24 Learning Activities at Home to Share with Parents of Young Children

24 Learning Activities at Home to Share with Parents of Young Children

Schools are closed due to concerns about COVID-19 and new guidelines on social distancing. So many parents stay at home with their young children and look for new ways. Keeping them busy while developing the skills they have learned in the classroom. 

Making children Always involved and active (Without too many screens!) It can be difficult during such unexpected breaks. Especially when new safety advice Set to pause playback go to a restaurant and go to parks, zoos, and other places that children love.

If you are the parent of a young child or work with a family, kindergarten in near me, today’s post has been tailored just for you. We are bringing you 24 home learning activities that parents can use to promote academic skills. 

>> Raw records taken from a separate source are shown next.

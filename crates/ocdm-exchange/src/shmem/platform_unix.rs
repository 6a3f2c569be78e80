//! POSIX shared memory regions for the exchange channel.
//!
//! Regions are POSIX shared memory objects mapped with `MAP_SHARED`.
//! Permissions are applied with `fchmod` after creation so the process
//! umask cannot narrow them; both cooperating processes may run under
//! different accounts.

use std::ffi::CString;
use std::os::unix::io::RawFd;
use std::{io, ptr, slice};

use libc::{MAP_SHARED, O_CREAT, O_EXCL, O_RDWR, PROT_READ, PROT_WRITE};
use libc::{c_uint, c_void, mode_t, off_t, size_t};
use libc::{close, fchmod, fstat, ftruncate, mmap, munmap, shm_open, shm_unlink};
use tracing::debug;

use crate::{ExchangeError, Result};

/// Longest accepted region name including the leading `/`.
pub const MAX_NAME_LENGTH: usize = 255;

/// Mapped POSIX shared memory object.
///
/// Dropping the handle unmaps the region and closes the descriptor. The
/// shared memory object itself persists until [`PlatformShmem::unlink`].
#[allow(unsafe_code)]
pub struct PlatformShmem {
    /// Descriptor returned by `shm_open`.
    fd: RawFd,
    /// Start of the `MAP_SHARED` mapping.
    ptr: *mut c_void,
    /// Mapping length in bytes.
    size: usize,
    /// POSIX shared memory name (e.g., `/ocdm-session-1`).
    name: String,
}

impl PlatformShmem {
    /// Create a new region of `size` bytes.
    ///
    /// Uses `shm_open` with `O_CREAT | O_EXCL | O_RDWR`, then
    /// `fchmod(mode)`, `ftruncate(size)` and `mmap`. A name that already
    /// exists is never resized or reused. Any failure, including an
    /// existing name, is an [`ExchangeError::Allocation`]; a partially
    /// set up object is unlinked again.
    #[allow(unsafe_code)]
    pub fn create(name: &str, size: usize, mode: u32) -> Result<Self> {
        let shm_name = shmem_name(name)?;
        let c_name = c_name(&shm_name)?;

        let fd = unsafe {
            shm_open(
                c_name.as_ptr(),
                O_CREAT | O_EXCL | O_RDWR,
                mode as mode_t as c_uint,
            )
        };
        if fd == -1 {
            let err = io::Error::last_os_error();
            if err.kind() == io::ErrorKind::AlreadyExists {
                return Err(ExchangeError::Allocation(format!(
                    "{shm_name} already exists"
                )));
            }
            return Err(ExchangeError::Allocation(format!(
                "shm_open failed for {shm_name}: {err}"
            )));
        }

        let abandon = |what: String| {
            unsafe {
                close(fd);
                shm_unlink(c_name.as_ptr());
            }
            ExchangeError::Allocation(format!("{what} for {shm_name}"))
        };

        if unsafe { fchmod(fd, mode as mode_t) } == -1 {
            let err = io::Error::last_os_error();
            return Err(abandon(format!("fchmod failed ({err})")));
        }

        let Ok(size_off_t) = off_t::try_from(size) else {
            return Err(abandon(format!("region size {size} is too large")));
        };
        if unsafe { ftruncate(fd, size_off_t) } == -1 {
            let err = io::Error::last_os_error();
            return Err(abandon(format!("ftruncate failed ({err})")));
        }

        let ptr = map(fd, size).map_err(|err| abandon(format!("mmap failed ({err})")))?;

        debug!("created shared memory {shm_name} ({size} bytes, mode {mode:o})");
        Ok(Self {
            fd,
            ptr,
            size,
            name: shm_name,
        })
    }

    /// Attach to an existing region.
    ///
    /// The mapping covers the whole object as reported by `fstat`. Missing
    /// or empty regions are an [`ExchangeError::Open`].
    #[allow(unsafe_code)]
    pub fn open(name: &str) -> Result<Self> {
        let shm_name = shmem_name(name)?;
        let c_name = c_name(&shm_name)?;

        let fd = unsafe { shm_open(c_name.as_ptr(), O_RDWR, 0) };
        if fd == -1 {
            return Err(ExchangeError::Open(format!(
                "shm_open failed for {shm_name}: {}",
                io::Error::last_os_error()
            )));
        }

        let mut stat: libc::stat = unsafe { std::mem::zeroed() };
        if unsafe { fstat(fd, &raw mut stat) } == -1 {
            let err = io::Error::last_os_error();
            unsafe { close(fd) };
            return Err(ExchangeError::Open(format!(
                "fstat failed for {shm_name}: {err}"
            )));
        }

        let size = usize::try_from(stat.st_size).unwrap_or(0);
        if size == 0 {
            unsafe { close(fd) };
            return Err(ExchangeError::Open(format!("{shm_name} is empty")));
        }

        let ptr = map(fd, size).map_err(|err| {
            unsafe { close(fd) };
            ExchangeError::Open(format!("mmap failed for {shm_name}: {err}"))
        })?;

        debug!("opened shared memory {shm_name} ({size} bytes)");
        Ok(Self {
            fd,
            ptr,
            size,
            name: shm_name,
        })
    }

    /// Remove a region name. Existing mappings stay valid until dropped.
    #[allow(unsafe_code)]
    pub fn unlink(name: &str) -> Result<()> {
        let shm_name = shmem_name(name)?;
        let c_name = c_name(&shm_name)?;

        if unsafe { shm_unlink(c_name.as_ptr()) } == -1 {
            return Err(ExchangeError::Open(format!(
                "shm_unlink failed for {shm_name}: {}",
                io::Error::last_os_error()
            )));
        }

        debug!("unlinked shared memory {shm_name}");
        Ok(())
    }

    /// Whole mapping as bytes.
    ///
    /// # Concurrency
    ///
    /// Another process may write these bytes at any time. Readers that need
    /// a consistent view hold a region lock.
    #[allow(unsafe_code)]
    pub fn as_slice(&self) -> &[u8] {
        unsafe { slice::from_raw_parts(self.ptr.cast::<u8>(), self.size) }
    }

    /// Whole mapping as writable bytes.
    ///
    /// # Concurrency
    ///
    /// The caller must ensure exclusive write access to the bytes it
    /// modifies (field ownership or a region lock).
    #[allow(unsafe_code)]
    pub fn as_mut_slice(&mut self) -> &mut [u8] {
        unsafe { slice::from_raw_parts_mut(self.ptr.cast::<u8>(), self.size) }
    }

    /// Mapping length in bytes.
    pub const fn size(&self) -> usize {
        self.size
    }

    /// Normalized name, with the leading `/`.
    pub fn name(&self) -> &str {
        &self.name
    }
}

impl Drop for PlatformShmem {
    #[allow(unsafe_code)]
    fn drop(&mut self) {
        unsafe {
            if !self.ptr.is_null() {
                munmap(self.ptr, self.size as size_t);
            }
            if self.fd != -1 {
                close(self.fd);
            }
        }
    }
}

// SAFETY: the handle owns a descriptor and a mapping of kernel-managed
// pages; neither is tied to the creating thread.
#[allow(unsafe_code)]
unsafe impl Send for PlatformShmem {}

// SAFETY: shared references only hand out `&[u8]`; writers need `&mut`.
// Cross-process writers are coordinated by field ownership or RegionLock.
#[allow(unsafe_code)]
unsafe impl Sync for PlatformShmem {}

#[allow(unsafe_code)]
fn map(fd: RawFd, size: usize) -> io::Result<*mut c_void> {
    let ptr = unsafe {
        mmap(
            ptr::null_mut(),
            size as size_t,
            PROT_READ | PROT_WRITE,
            MAP_SHARED,
            fd,
            0,
        )
    };

    if ptr == libc::MAP_FAILED {
        return Err(io::Error::last_os_error());
    }
    Ok(ptr)
}

fn c_name(shm_name: &str) -> Result<CString> {
    CString::new(shm_name)
        .map_err(|e| ExchangeError::InvalidName(format!("{shm_name}: {e}")))
}

/// Turn a caller-supplied region name into a POSIX shared memory name.
///
/// Two processes rendezvous by passing the identical name. A leading `/`
/// is added when missing; empty names, names with an interior `/` or NUL,
/// and names longer than [`MAX_NAME_LENGTH`] are rejected.
pub fn shmem_name(name: &str) -> Result<String> {
    let bare = name.strip_prefix('/').unwrap_or(name);

    if bare.is_empty() {
        return Err(ExchangeError::InvalidName("empty region name".to_string()));
    }
    if bare.contains('/') || bare.contains('\0') {
        return Err(ExchangeError::InvalidName(format!(
            "{name:?} contains '/' or NUL"
        )));
    }

    let shm_name = format!("/{bare}");
    if shm_name.len() > MAX_NAME_LENGTH {
        return Err(ExchangeError::InvalidName(format!(
            "{} bytes exceeds the {MAX_NAME_LENGTH} byte limit",
            shm_name.len()
        )));
    }
    Ok(shm_name)
}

Movement, communication, and social emotions of your child as they return from school These fun and affordable activities are adapted from some of our best early childhood development and education books. will help children always learn and provide a simple way In connection with them during normal breaks unexpectedly

Please share these ideas with families who may benefit. And if you have a favorite activity in the house to share? Keep adding in the comments below!

Academic skills

Give math food. Do your kids love helping in the kitchen? Meal preparation is the perfect time for children to count, measure, assess, compare, and remember shapes. Ask your child to measure and count the cups of ingredients. 

Count the number of plates and cutlery needed for the whole family. And find out who has more or less mashed potatoes. 

Get creative with math during cleaning time as well: you can have your child name the shapes of the dishes and sponges. 

Count the number of steps they took to complete the cleaning. and predict how many dishes will be put in the dishwasher. (if you want more ideas, Download this free guide sheet for 24 Ways to Enjoy Math at Home.)

Power up your story Your daily reading is a golden opportunity to build literacy skills early. Look for words you think your child might not know and briefly describe them to increase vocabulary knowledge. And talk about those words. 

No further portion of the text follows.